体内時計の調子を整える具体的な方法についていくつかご紹介します。
入浴時間を就寝1~1時間30分前にする
眠る時間の1~1時間半前にぬるめのお湯で湯船に10~15分程度入ると、身体の体温が上昇し、皮膚の表面から放熱することにより、脳の温度が下がってくるのでスムーズに眠り易くなります。シャワーで済まさずに湯船にしっかり浸かるという点も重要です。
朝目覚めたら、朝日を浴びる
朝、目が覚めたら朝日を身体いっぱいに浴びることは体内時計のリズムを整える上で非常に重要です。目が覚めたらカーテンを開けて身体いっぱいに光を浴びることによって、体内時計がリセットされて調子が整ってきます。雨の日や曇りの日でもカーテンを開けて光を室内に取り込むように意識していきましょう。
体内時計のリズムを整えるのは、じつはそんなに難しいことではありません。日々の生活時間を一定にしたり、入浴したりという些細なことで1週間も続ければ効果がはっきりと出てきます。体内時計のリズムを整えることは、睡眠にスムーズに導入できるようになるだけでなく、朝の目覚めの快適さや、日中の仕事や家事、学校などの時間にも充実をもたらしてくれます。
温泉に入ると体内時計を整えやすい
温泉旅館に行った時に限って、夜ぐっすり眠れて快適な目覚めをしたという経験をしたことはありませんか?じつは温泉には体内時計を整える効果があるといわれています。
どうして温泉に浸かると体内時計が整ってくるのか?というと、温泉に浸かると血行が促進されて、身体が温まることによって深い眠りへと繋がりやすくなってきます。
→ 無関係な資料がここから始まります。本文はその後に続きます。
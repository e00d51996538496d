mod config;

use anyhow::{Context, Result};
use axum::response::IntoResponse;
use axum::{Json, Router};
use config::Config;
use sitewire::{route_handler, HandlerRegistry, SiteLoader};
use tracing::info;

#[tokio::main]
async fn main() -> Result<()> {
    tracing_subscriber::fmt::init();

    let config = Config::load_default().unwrap_or_else(|e| {
        eprintln!("Failed to load config: {}, using defaults", e);
        Config::default()
    });

    info!("site root: {}", config.site.root);

    let loader = SiteLoader::new(&config.site.root).with_registry(default_registry());
    info!(
        "template cache: {}",
        if loader.config().cache_templates { "on" } else { "off" }
    );

    let app = loader
        .mount(Router::new())
        .context("failed to load site routes")?;

    let addr = format!("{}:{}", config.server.host, config.server.port);
    let listener = tokio::net::TcpListener::bind(&addr)
        .await
        .with_context(|| format!("failed to bind {addr}"))?;
    info!("server running at http://{addr}");
    axum::serve(listener, app).await?;

    Ok(())
}

/// Handlers the demo site's declarations resolve against
fn default_registry() -> HandlerRegistry {
    let mut registry = HandlerRegistry::new();

    registry.register(
        "/",
        "status",
        route_handler(|ctx| async move {
            if ctx.accepts_json() {
                Json(serde_json::json!({ "status": "ok", "path": ctx.path })).into_response()
            } else {
                format!("ok {}", ctx.path).into_response()
            }
        }),
    );

    registry
}
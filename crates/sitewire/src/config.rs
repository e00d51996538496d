// File: src/config.rs
// Purpose: Per-invocation loader configuration

use std::env;
use std::path::PathBuf;

/// Environment variable the template-cache default is derived from
pub const ENV_VAR: &str = "SITEWIRE_ENV";

/// Configuration owned by one loader invocation
///
/// Built when the loader is constructed and shared with every fallback view
/// it creates. Two loaders over different roots carry independent configs.
#[derive(Debug, Clone)]
pub struct SiteConfig {
    /// Root directory all route prefixes are computed against
    pub base_dir: PathBuf,

    /// Whether compiled templates are reused across renders
    pub cache_templates: bool,
}

impl SiteConfig {
    /// Create a config for `base_dir`, with the cache flag taken from the environment
    pub fn new(base_dir: impl Into<PathBuf>) -> Self {
        Self {
            base_dir: base_dir.into(),
            cache_templates: cache_default(env::var(ENV_VAR).ok().as_deref()),
        }
    }

    /// Override the env-derived template cache flag
    pub fn with_template_cache(mut self, cache_templates: bool) -> Self {
        self.cache_templates = cache_templates;
        self
    }
}

/// Unset or "development" leaves the cache off; anything else turns it on
fn cache_default(env: Option<&str>) -> bool {
    env.unwrap_or("development") != "development"
}

#[cfg(test)]
mod tests {
    use super::*;

    #[test]
    fn test_cache_default() {
        assert!(!cache_default(None));
        assert!(!cache_default(Some("development")));
        assert!(cache_default(Some("production")));
        assert!(cache_default(Some("staging")));
    }

    #[test]
    fn test_with_template_cache_overrides() {
        let config = SiteConfig::new("site").with_template_cache(true);
        assert!(config.cache_templates);
        assert_eq!(config.base_dir, PathBuf::from("site"));

        let config = config.with_template_cache(false);
        assert!(!config.cache_templates);
    }
}
// Path: crates/hub/src/explorer.rs
//! Forwarding of signed results to the external explorer service.
//!
//! Every field crossing to the explorer is re-encrypted under the
//! explorer's public key, obtained through the key cache like every other
//! envelope in the process. Forwarding failures are logged and dropped:
//! the hub has already accepted the result.

use provenet_crypto::KeyCache;
use serde::Serialize;
use std::sync::Arc;

/// Client for the explorer's data-ingestion endpoints.
pub struct Explorer {
    api: String,
    key: Arc<KeyCache>,
    http: reqwest::Client,
}

#[derive(Serialize)]
struct ProofBody {
    project_name: String,
    proof_hash: String,
    duration: String,
    verifiers: String,
}

#[derive(Serialize)]
struct VerifierBody {
    proof_hash: String,
    verifiers: String,
}

impl Explorer {
    /// A client for `api`, encrypting under the public key cached in `key`.
    /// An empty `api` disables forwarding.
    pub fn new(api: String, key: Arc<KeyCache>, http: reqwest::Client) -> Self {
        Self { api, key, http }
    }

    /// POST a completed proof to `/api/v1/data/proof`.
    pub async fn send_proof(
        &self,
        project_name: &str,
        proof_hash: &str,
        duration: &str,
        verifiers: &str,
    ) {
        if self.api.is_empty() {
            tracing::warn!(target: "explorer", "no explorer configured, dropping proof result");
            return;
        }
        let envelope = match self.key.envelope().await {
            Ok(envelope) => envelope,
            Err(e) => {
                tracing::error!(target: "explorer", error = %e, "explorer key unavailable");
                return;
            }
        };
        let body = match (
            envelope.encrypt(project_name),
            envelope.encrypt(proof_hash),
            envelope.encrypt(duration),
            envelope.encrypt(verifiers),
        ) {
            (Ok(project_name), Ok(proof_hash), Ok(duration), Ok(verifiers)) => ProofBody {
                project_name,
                proof_hash,
                duration,
                verifiers,
            },
            _ => {
                tracing::error!(target: "explorer", "failed to encrypt proof fields");
                return;
            }
        };
        let url = format!("{}/api/v1/data/proof", self.api);
        match self.http.post(&url).json(&body).send().await {
            Ok(response) if response.status().is_success() => {
                tracing::info!(target: "explorer", "proof forwarded");
            }
            Ok(response) => {
                tracing::error!(target: "explorer", status = %response.status(), "explorer rejected proof");
            }
            Err(e) => {
                tracing::error!(target: "explorer", error = %e, "proof forward failed");
            }
        }
    }

    /// PUT a verifier update to `/api/v1/data/verifier`.
    pub async fn update_verifier(&self, proof_hash: &str, verifiers: &[String]) {
        if self.api.is_empty() {
            tracing::warn!(target: "explorer", "no explorer configured, dropping verifier update");
            return;
        }
        let envelope = match self.key.envelope().await {
            Ok(envelope) => envelope,
            Err(e) => {
                tracing::error!(target: "explorer", error = %e, "explorer key unavailable");
                return;
            }
        };
        let verifiers_json = serde_json::to_string(verifiers).unwrap_or_else(|_| "[]".to_string());
        let body = match (envelope.encrypt(proof_hash), envelope.encrypt(&verifiers_json)) {
            (Ok(proof_hash), Ok(verifiers)) => VerifierBody {
                proof_hash,
                verifiers,
            },
            _ => {
                tracing::error!(target: "explorer", "failed to encrypt verifier fields");
                return;
            }
        };
        let url = format!("{}/api/v1/data/verifier", self.api);
        match self.http.put(&url).json(&body).send().await {
            Ok(response) if response.status().is_success() => {
                tracing::info!(target: "explorer", "verifier update forwarded");
            }
            Ok(response) => {
                tracing::error!(target: "explorer", status = %response.status(), "explorer rejected verifier update");
            }
            Err(e) => {
                tracing::error!(target: "explorer", error = %e, "verifier update failed");
            }
        }
    }
}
とはいえ「体内時計を整えに温泉まで行く」ということもなかなか難しいでしょうから代替案として、自宅のお風呂の湯船に塩、もしくは重曹(じゅうそう)を10g※お風呂のお湯が200リットル程度の場合)湯船に混ぜて溶かしてあげることによって温泉に近い効果が期待できます。
体内時計が狂っていませんか?
毎晩の就寝時間が不規則
夜12時より前に寝ることは殆ど無い
夜遅くにお酒を飲んだり、お菓子、夜食を食べてしまう傾向がある
休日は、つい昼過ぎまで寝て過ごしてしまう
朝ごはんは食べない日の方が多い
目覚まし時計が無いと朝起きることが出来ない
いかがだったでしょうか?これらの項目に複数当てはまる人は体内時計が崩れている可能性大です。体内時計の乱れ大丈夫ですか?
いびきをかいている人は眠れてない?
いびきをかいて眠っている人は、たしかにぐっすり眠っているような印象を受けますが、そもそもいびきは気道が圧迫されてしまうことに起因するので、当然ストレスがかかりますから睡眠が深いはずがありません。
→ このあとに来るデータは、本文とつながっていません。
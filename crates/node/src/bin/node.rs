// Path: crates/node/src/bin/node.rs
#![cfg_attr(
    not(test),
    deny(
        clippy::unwrap_used,
        clippy::expect_used,
        clippy::panic,
        clippy::unimplemented,
        clippy::todo
    )
)]

use anyhow::Result;
use clap::{Parser, Subcommand};
use provenet_crypto::keygen::CryptoKeyWriter;
use provenet_ipc::prove::prove_service_server::ProveServiceServer;
use provenet_node::grpc::ProveServiceGrpc;
use provenet_node::validator::ValidatorRegistry;
use provenet_node::{router, NodeState};
use provenet_types::config::NodeConfig;
use std::path::Path;
use std::sync::Arc;
use std::time::Duration;
use tokio::sync::watch;

/// Channels pre-opened to each proving backend at startup.
const WARMUP_CHANNELS: usize = 2;

#[derive(Parser, Debug)]
#[clap(name = "provenet-node", about = "A provenet prover node")]
struct NodeOpts {
    #[clap(subcommand)]
    command: Command,
}

#[derive(Subcommand, Debug)]
enum Command {
    /// Start the HTTP and binary-RPC servers.
    Server {
        /// Directory holding the `$MODE.toml` configuration profiles.
        #[clap(long, env = "CONFIG_DIR", default_value = ".")]
        config_dir: String,
        /// Overrides the hub API URL from the profile.
        #[clap(long, env = "HUB_API")]
        hub_api: Option<String>,
    },
    /// Generate a crypto key pair.
    CryptoKeys {
        /// Directory to write `private_key` / `public_key` into.
        #[clap(short, long)]
        path: Option<String>,
        /// Key size in bits.
        #[clap(short, long)]
        size: usize,
    },
}

#[tokio::main]
async fn main() -> Result<()> {
    provenet_telemetry::init::init_tracing("provenet-node")?;
    let opts = NodeOpts::parse();
    match opts.command {
        Command::Server {
            config_dir,
            hub_api,
        } => server(&config_dir, hub_api).await,
        Command::CryptoKeys { path, size } => crypto_keys(path, size),
    }
}

async fn server(config_dir: &str, hub_api: Option<String>) -> Result<()> {
    let mut config = NodeConfig::load(Path::new(config_dir))?;
    if let Some(hub_api) = hub_api {
        config.hub.api_url = hub_api;
    }
    let http_addr = format!("{}:{}", config.http.host, config.http.port);
    let grpc_addr = format!("{}:{}", config.grpc.host, config.grpc.port);
    tracing::info!(target: "node", app = %config.app, %http_addr, %grpc_addr, "starting");

    // Deployments plug their payload validators in here; an empty registry
    // rejects every ZKLOGIN request as UNSUPPORTED_OAUTH_PROVIDER.
    let validators = Arc::new(ValidatorRegistry::new());
    let state = NodeState::from_config(config, validators)?;

    // Channels are lazy past this point; a misconfigured backend address
    // surfaces here instead of on the first prove request.
    if let Err(e) = state.prove.warmup(WARMUP_CHANNELS) {
        tracing::warn!(target: "node", error = %e, "backend warmup failed");
    }

    let (shutdown_tx, shutdown_rx) = watch::channel(false);
    let flusher = state.task_cache.spawn_flusher(shutdown_rx.clone());
    let heartbeat = tokio::spawn(Arc::clone(&state.hub).run_heartbeat(
        state.config.hub.grpc_info.clone(),
        state.config.hub.http_info.clone(),
        Duration::from_secs(state.config.hub.heartbeat_interval_secs),
        shutdown_rx.clone(),
    ));

    tokio::spawn(async move {
        if let Err(e) = tokio::signal::ctrl_c().await {
            tracing::error!(target: "node", error = %e, "failed to install ctrl-c handler");
        }
        tracing::info!(target: "node", "shutdown signal received");
        let _ = shutdown_tx.send(true);
    });

    let http_listener = tokio::net::TcpListener::bind(&http_addr).await?;
    let mut http_shutdown = shutdown_rx.clone();
    let http_server = axum::serve(http_listener, router(Arc::clone(&state)))
        .with_graceful_shutdown(async move {
            let _ = http_shutdown.changed().await;
        });

    let grpc_service = ProveServiceServer::new(ProveServiceGrpc::new(Arc::clone(&state)));
    let mut grpc_shutdown = shutdown_rx.clone();
    let grpc_server = tonic::transport::Server::builder()
        .add_service(grpc_service)
        .serve_with_shutdown(grpc_addr.parse()?, async move {
            let _ = grpc_shutdown.changed().await;
        });

    let (http_result, grpc_result) = tokio::join!(http_server, grpc_server);
    http_result?;
    grpc_result?;

    // Servers are down; stop the background loops and close the pools.
    if let Err(e) = heartbeat.await {
        tracing::warn!(target: "node", error = %e, "heartbeat did not exit cleanly");
    }
    if let Err(e) = flusher.await {
        tracing::warn!(target: "node", error = %e, "flusher did not exit cleanly");
    }
    state.prove.close();
    tracing::info!(target: "node", "stopped");
    Ok(())
}

fn crypto_keys(path: Option<String>, size: usize) -> Result<()> {
    let dir = path.unwrap_or_else(|| NodeConfig::default().crypto_keys_path);
    let (private_path, public_path) = CryptoKeyWriter::new(&dir).generate(size)?;
    tracing::info!(
        target: "node",
        private = %private_path.display(),
        public = %public_path.display(),
        bits = size,
        "crypto keys generated"
    );
    Ok(())
}
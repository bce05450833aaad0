// Path: crates/crypto/src/envelope.rs
//! The RSA operations bundle bound to a loaded key pair.

use provenet_types::error::CryptoError;
use rand::rngs::OsRng;
use rsa::pkcs1::{DecodeRsaPrivateKey, DecodeRsaPublicKey};
use rsa::pkcs8::{DecodePrivateKey, DecodePublicKey, EncodePrivateKey, EncodePublicKey, LineEnding};
use rsa::pss::{Signature, SigningKey, VerifyingKey};
use rsa::signature::{RandomizedSigner, SignatureEncoding, Verifier};
use rsa::{Oaep, RsaPrivateKey, RsaPublicKey};
use sha2::Sha256;

/// RSA envelope: encrypt/decrypt with OAEP-SHA256, sign/verify with
/// PSS-SHA256, ciphertext and signatures framed as base85 text.
///
/// Either half of the pair may be absent; operations that need the missing
/// half fail with `PublicKeyUnavailable` / `PrivateKeyUnavailable`.
#[derive(Clone, Debug)]
pub struct RsaEnvelope {
    public: Option<RsaPublicKey>,
    private: Option<RsaPrivateKey>,
}

impl RsaEnvelope {
    /// Load an envelope from PEM text. Accepts PKCS#8/SPKI ("PRIVATE KEY",
    /// "PUBLIC KEY") and falls back to PKCS#1 ("RSA PRIVATE KEY", "RSA
    /// PUBLIC KEY") framing.
    pub fn from_pem(public_pem: Option<&str>, private_pem: Option<&str>) -> Result<Self, CryptoError> {
        let public = public_pem.map(parse_public_pem).transpose()?;
        let private = private_pem.map(parse_private_pem).transpose()?;
        Ok(Self { public, private })
    }

    /// Load a full key pair.
    pub fn from_key_pair_pem(private_pem: &str, public_pem: &str) -> Result<Self, CryptoError> {
        Self::from_pem(Some(public_pem), Some(private_pem))
    }

    /// Load a verification/encryption-only envelope.
    pub fn from_public_pem(public_pem: &str) -> Result<Self, CryptoError> {
        Self::from_pem(Some(public_pem), None)
    }

    /// Load a decryption/signing-only envelope.
    pub fn from_private_pem(private_pem: &str) -> Result<Self, CryptoError> {
        Self::from_pem(None, Some(private_pem))
    }

    /// Generate a fresh key pair of `bits` modulus size.
    pub fn generate(bits: usize) -> Result<Self, CryptoError> {
        let private = RsaPrivateKey::new(&mut OsRng, bits)
            .map_err(|e| CryptoError::InvalidKey(format!("key generation failed: {e}")))?;
        let public = private.to_public_key();
        Ok(Self {
            public: Some(public),
            private: Some(private),
        })
    }

    fn public(&self) -> Result<&RsaPublicKey, CryptoError> {
        self.public.as_ref().ok_or(CryptoError::PublicKeyUnavailable)
    }

    fn private(&self) -> Result<&RsaPrivateKey, CryptoError> {
        self.private.as_ref().ok_or(CryptoError::PrivateKeyUnavailable)
    }

    /// OAEP(MGF1-SHA256, SHA256, no label) encrypt, base85-encoded.
    pub fn encrypt(&self, plaintext: &str) -> Result<String, CryptoError> {
        let ciphertext = self
            .public()?
            .encrypt(&mut OsRng, Oaep::new::<Sha256>(), plaintext.as_bytes())
            .map_err(|_| CryptoError::EncryptionFailed)?;
        Ok(base85::encode(&ciphertext))
    }

    /// Inverse of [`encrypt`](Self::encrypt).
    ///
    /// Malformed base85, padding failure and empty plaintext all collapse
    /// into the single `DecryptionFailed` kind; callers must not be able to
    /// distinguish a wrong key from malformed input.
    pub fn decrypt(&self, ciphertext: &str) -> Result<String, CryptoError> {
        let private = self.private()?;
        let raw = base85::decode(ciphertext).map_err(|_| CryptoError::DecryptionFailed)?;
        let plaintext = private
            .decrypt(Oaep::new::<Sha256>(), &raw)
            .map_err(|_| CryptoError::DecryptionFailed)?;
        if plaintext.is_empty() {
            return Err(CryptoError::DecryptionFailed);
        }
        String::from_utf8(plaintext).map_err(|_| CryptoError::DecryptionFailed)
    }

    /// PSS(MGF1-SHA256, SHA256) signature over `message`, base85-encoded.
    pub fn sign(&self, message: &str) -> Result<String, CryptoError> {
        let signing_key = SigningKey::<Sha256>::new(self.private()?.clone());
        let signature = signing_key
            .try_sign_with_rng(&mut OsRng, message.as_bytes())
            .map_err(|e| CryptoError::SigningFailed(e.to_string()))?;
        Ok(base85::encode(&signature.to_bytes()))
    }

    /// Verify a base85-framed PSS signature. Never errors: any failure —
    /// bad framing, wrong key, tampered message — is `false`.
    pub fn verify(&self, message: &str, signature: &str) -> bool {
        let Ok(public) = self.public() else {
            return false;
        };
        let Ok(raw) = base85::decode(signature) else {
            return false;
        };
        let Ok(sig) = Signature::try_from(raw.as_slice()) else {
            return false;
        };
        VerifyingKey::<Sha256>::new(public.clone())
            .verify(message.as_bytes(), &sig)
            .is_ok()
    }

    /// PEM-serialize the public half (SPKI framing).
    pub fn public_key_pem(&self) -> Result<String, CryptoError> {
        self.public()?
            .to_public_key_pem(LineEnding::LF)
            .map_err(|e| CryptoError::InvalidKey(format!("public key serialization failed: {e}")))
    }

    /// PEM-serialize the private half (PKCS#8 framing).
    pub fn private_key_pem(&self) -> Result<String, CryptoError> {
        self.private()?
            .to_pkcs8_pem(LineEnding::LF)
            .map(|pem| pem.to_string())
            .map_err(|e| CryptoError::InvalidKey(format!("private key serialization failed: {e}")))
    }
}

fn parse_public_pem(pem: &str) -> Result<RsaPublicKey, CryptoError> {
    RsaPublicKey::from_public_key_pem(pem)
        .or_else(|_| RsaPublicKey::from_pkcs1_pem(pem))
        .map_err(|e| CryptoError::InvalidKey(format!("public key parse failed: {e}")))
}

fn parse_private_pem(pem: &str) -> Result<RsaPrivateKey, CryptoError> {
    RsaPrivateKey::from_pkcs8_pem(pem)
        .or_else(|_| RsaPrivateKey::from_pkcs1_pem(pem))
        .map_err(|e| CryptoError::InvalidKey(format!("private key parse failed: {e}")))
}

#[cfg(test)]
mod tests {
    use super::*;

    // 1024-bit keys keep the tests fast; the OAEP bound still leaves room
    // for the short plaintexts exercised here.
    fn test_envelope() -> RsaEnvelope {
        RsaEnvelope::generate(1024).unwrap()
    }

    #[test]
    fn encrypt_decrypt_roundtrip() {
        let env = test_envelope();
        let plain = "127.0.0.1:50050";
        let cipher = env.encrypt(plain).unwrap();
        assert_ne!(cipher, plain);
        assert_eq!(env.decrypt(&cipher).unwrap(), plain);
    }

    #[test]
    fn sign_verify_roundtrip() {
        let env = test_envelope();
        let msg = "0xdeadbeef";
        let sig = env.sign(msg).unwrap();
        assert!(env.verify(msg, &sig));
        assert!(!env.verify("0xdeadbeee", &sig));
    }

    #[test]
    fn verify_rejects_foreign_key() {
        let signer = test_envelope();
        let other = test_envelope();
        let sig = signer.sign("payload").unwrap();
        assert!(!other.verify("payload", &sig));
    }

    #[test]
    fn verify_never_panics_on_garbage() {
        let env = test_envelope();
        assert!(!env.verify("msg", "not base85 \u{7f}"));
        assert!(!env.verify("msg", ""));
        assert!(!env.verify("msg", &base85::encode(b"short")));
    }

    #[test]
    fn decrypt_failures_are_one_kind() {
        let env = test_envelope();
        let garbage = env.decrypt("!!not-a-ciphertext!!").unwrap_err();
        assert!(matches!(garbage, CryptoError::DecryptionFailed));

        let foreign = test_envelope().encrypt("secret").unwrap();
        let wrong_key = env.decrypt(&foreign).unwrap_err();
        assert!(matches!(wrong_key, CryptoError::DecryptionFailed));
    }

    #[test]
    fn pem_roundtrip_preserves_operations() {
        let env = test_envelope();
        let reloaded = RsaEnvelope::from_key_pair_pem(
            &env.private_key_pem().unwrap(),
            &env.public_key_pem().unwrap(),
        )
        .unwrap();
        let cipher = reloaded.encrypt("hello").unwrap();
        assert_eq!(env.decrypt(&cipher).unwrap(), "hello");
        let sig = env.sign("hello").unwrap();
        assert!(reloaded.verify("hello", &sig));
    }

    #[test]
    fn half_envelopes_reject_missing_operations() {
        let pair = test_envelope();
        let public_only = RsaEnvelope::from_public_pem(&pair.public_key_pem().unwrap()).unwrap();
        assert!(matches!(
            public_only.decrypt("anything").unwrap_err(),
            CryptoError::PrivateKeyUnavailable
        ));
        let private_only = RsaEnvelope::from_private_pem(&pair.private_key_pem().unwrap()).unwrap();
        assert!(matches!(
            private_only.encrypt("anything").unwrap_err(),
            CryptoError::PublicKeyUnavailable
        ));
    }
}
いびきは「心筋梗塞(しんきんこうそく)」、「脳梗塞(のうこうそく)」、「高血圧(こうけつあつ)」、「不整脈(ふせいみゃく)」の原因にもなり易く危険ですので、早めにお医者様に相談するなりの対応をおすすめします。
ちなみに・・
いびきをかきやすい人の特徴は「太っている人」「下あごの細い人」「手をあげた格好で眠る人」です。最も簡単な対応策としては、横向きにして寝かしてあげると多少改善します。抱き枕もいびきをかく人には良いようです。
眠る前にタバコを吸うと眠りやすいんですけど・・
ニコチンによる覚醒作用は2~3時間ほど持続するといわれていますので、就寝前のタバコは睡眠の質を下げてしまうので控えるようにしましょう。
睡眠時無呼吸症候群って何?
眠っている間にノドが気道を塞いでしまい、窒息状態に陥ってしまうので、当然睡眠の質は低下しますし、体にも負担がかかるので「高血圧」や「糖尿病」「不整脈」を引き起こしやすくなります。
「睡眠時無呼吸症候群」の基準
睡眠中に10秒以上呼吸が停止する「呼吸停止」が1時間あたりに5回以上あるようだと「睡眠時無呼吸症候群」の可能性が高いといわれています。
呼吸が完全に停止する場合だけでなく、呼吸が弱くなったり、「呼吸がしにくくなる」といった症状も「睡眠時無呼吸症候群」のおそれがあります。
抱き枕ってどうなの?
ちなみに・・
恋人と一緒に眠るということも「抱き枕」と一緒でオススメできません^^;
腰痛持ちの人には医師が「抱き枕」を進めることはあるようですが、基本的には極力使わない方がオススメ。
睡眠時間はどれくらい必要なの?
睡眠時間はどれくらい必要なの?
「質の良い眠り」には、じつは「睡眠時間」はあまり関係がありません。短時間しか眠れなくてもスッキリとした目覚めを迎えられることもありますし、長時間眠ったのにどうも気分がスッキリしないこともあります。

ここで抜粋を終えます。